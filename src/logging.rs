// Boggle Solver – Finds every word hidden in a Boggle board
// Copyright (C) 2025  The Boggle Solver authors
//
// This program is free software: you can redistribute it and/or modify
// it under the terms of the GNU General Public License as published by
// the Free Software Foundation, either version 3 of the License, or
// (at your option) any later version.
//
// This program is distributed in the hope that it will be useful,
// but WITHOUT ANY WARRANTY; without even the implied warranty of
// MERCHANTABILITY or FITNESS FOR A PARTICULAR PURPOSE.  See the
// GNU General Public License for more details.
//
// You should have received a copy of the GNU General Public License
// along with this program.  If not, see <http://www.gnu.org/licenses/>.

use tracing::Level;
use tracing_subscriber::EnvFilter;

/// Sends log messages to stderr. Only warnings are shown unless the
/// RUST_LOG environment variable asks for more.
pub fn init() {
    let filter = EnvFilter::builder()
        .with_default_directive(Level::WARN.into())
        .from_env_lossy();

    // Ignore the error if a subscriber was already installed
    let _ = tracing_subscriber::fmt()
        .with_env_filter(filter)
        .with_writer(std::io::stderr)
        .try_init();
}
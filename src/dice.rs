// Boggle Solver – Finds every word hidden in a Boggle board
// Copyright (C) 2025  The Boggle Solver authors
//
// This program is free software: you can redistribute it and/or modify
// it under the terms of the GNU General Public License as published by
// the Free Software Foundation, either version 3 of the License, or
// (at your option) any later version.
//
// This program is distributed in the hope that it will be useful,
// but WITHOUT ANY WARRANTY; without even the implied warranty of
// MERCHANTABILITY or FITNESS FOR A PARTICULAR PURPOSE.  See the
// GNU General Public License for more details.
//
// You should have received a copy of the GNU General Public License
// along with this program.  If not, see <http://www.gnu.org/licenses/>.

use rand::Rng;
use rand::seq::SliceRandom;
use super::board::{self, Board, ParseError};

// The sixteen dice of the classic game. The real Q face shows “Qu”
// but a cell can only hold one letter so it is just a Q here.
pub const DICE: [&str; 16] = [
    "aaciot", "abilty", "abjmoq", "acdemp",
    "acelrs", "adenvz", "ahmors", "biforx",
    "denosw", "dknotu", "eefhiy", "egkluy",
    "egintv", "ehinps", "elpstu", "gilruw",
];

fn roll<R: Rng + ?Sized>(die: &str, rng: &mut R) -> char {
    let faces = die.as_bytes();

    faces[rng.gen_range(0..faces.len())] as char
}

/// Makes a random board by shaking the dice into the grid. Boards
/// with more than sixteen cells are filled by shaking the set of dice
/// again for each group of sixteen cells.
pub fn generate<R: Rng + ?Sized>(
    rows: usize,
    columns: usize,
    rng: &mut R,
) -> Result<Board, ParseError> {
    let n_cells = board::board_cell_count(rows, columns)?;
    let mut dice = DICE;
    let mut letters = Vec::new();

    while letters.len() < n_cells {
        dice.shuffle(rng);

        for die in dice.iter().take(n_cells - letters.len()) {
            letters.push(roll(die, rng));
        }
    }

    Board::from_letters(rows, columns, &letters)
}
// Boggle Solver – Finds every word hidden in a Boggle board
// Copyright (C) 2025  The Boggle Solver authors
//
// This program is free software: you can redistribute it and/or modify
// it under the terms of the GNU General Public License as published by
// the Free Software Foundation, either version 3 of the License, or
// (at your option) any later version.
//
// This program is distributed in the hope that it will be useful,
// but WITHOUT ANY WARRANTY; without even the implied warranty of
// MERCHANTABILITY or FITNESS FOR A PARTICULAR PURPOSE.  See the
// GNU General Public License for more details.
//
// You should have received a copy of the GNU General Public License
// along with this program.  If not, see <http://www.gnu.org/licenses/>.

use std::io::{self, BufWriter, Write};
use std::path::PathBuf;
use std::process::ExitCode;
use boggle_solver::{logging, Dictionary};
use clap::Parser;

/// Prints the words that a dictionary file would contain after
/// loading, in alphabetical order and lowercase.
#[derive(Parser, Debug)]
#[command(name = "dump-words")]
struct Args {
    /// Word list with one word per line
    dictionary: PathBuf,
}

fn dump_words(
    dictionary: &Dictionary,
    output: &mut impl Write,
) -> io::Result<()> {
    let mut iterator = dictionary.words();

    while let Some(word) = iterator.next() {
        writeln!(output, "{}", word)?;
    }

    output.flush()
}

fn main() -> ExitCode {
    logging::init();

    let args = Args::parse();

    let mut dictionary = Dictionary::new();

    let stats = match dictionary.load_file(&args.dictionary) {
        Ok(stats) => stats,
        Err(e) => {
            eprintln!("{}: {}", args.dictionary.display(), e);
            return ExitCode::FAILURE;
        },
    };

    let mut output = BufWriter::new(io::stdout().lock());

    if let Err(e) = dump_words(&dictionary, &mut output) {
        eprintln!("{}", e);
        return ExitCode::FAILURE;
    }

    eprintln!(
        "{} words, {} duplicates, {} rejected, {} trie nodes",
        stats.added,
        stats.duplicates,
        stats.rejected,
        dictionary.n_nodes(),
    );

    ExitCode::SUCCESS
}
// Boggle Solver – Finds every word hidden in a Boggle board
// Copyright (C) 2025  The Boggle Solver authors
//
// This program is free software: you can redistribute it and/or modify
// it under the terms of the GNU General Public License as published by
// the Free Software Foundation, either version 3 of the License, or
// (at your option) any later version.
//
// This program is distributed in the hope that it will be useful,
// but WITHOUT ANY WARRANTY; without even the implied warranty of
// MERCHANTABILITY or FITNESS FOR A PARTICULAR PURPOSE.  See the
// GNU General Public License for more details.
//
// You should have received a copy of the GNU General Public License
// along with this program.  If not, see <http://www.gnu.org/licenses/>.

use std::process::ExitCode;
use boggle_solver::{dice, logging};
use clap::Parser;
use rand::SeedableRng;
use rand::rngs::StdRng;
use tracing::debug;

/// Prints a random board made by shaking the Boggle dice. The output
/// can be given to solve-boggle as the board file.
#[derive(Parser, Debug)]
#[command(name = "make-board")]
struct Args {
    /// Number of rows on the board
    #[arg(short, long, default_value_t = 4)]
    rows: usize,

    /// Number of columns on the board
    #[arg(short, long, default_value_t = 4)]
    columns: usize,

    /// Seed for the random number generator to make the same board
    /// again
    #[arg(short, long)]
    seed: Option<u64>,
}

fn main() -> ExitCode {
    logging::init();

    let args = Args::parse();

    let mut rng = match args.seed {
        Some(seed) => StdRng::seed_from_u64(seed),
        None => StdRng::from_entropy(),
    };

    debug!(rows = args.rows, columns = args.columns, seed = ?args.seed, "shaking dice");

    match dice::generate(args.rows, args.columns, &mut rng) {
        Ok(board) => {
            println!("{}", board);
            ExitCode::SUCCESS
        },
        Err(e) => {
            eprintln!("{}", e);
            ExitCode::FAILURE
        },
    }
}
■ ■ ■ ■ ■
● INSTRUCTIONS FOR THE TASK: The word "into" may turn up on some lines of these records; say how many, with no other words.

● ANSWER AREA: 2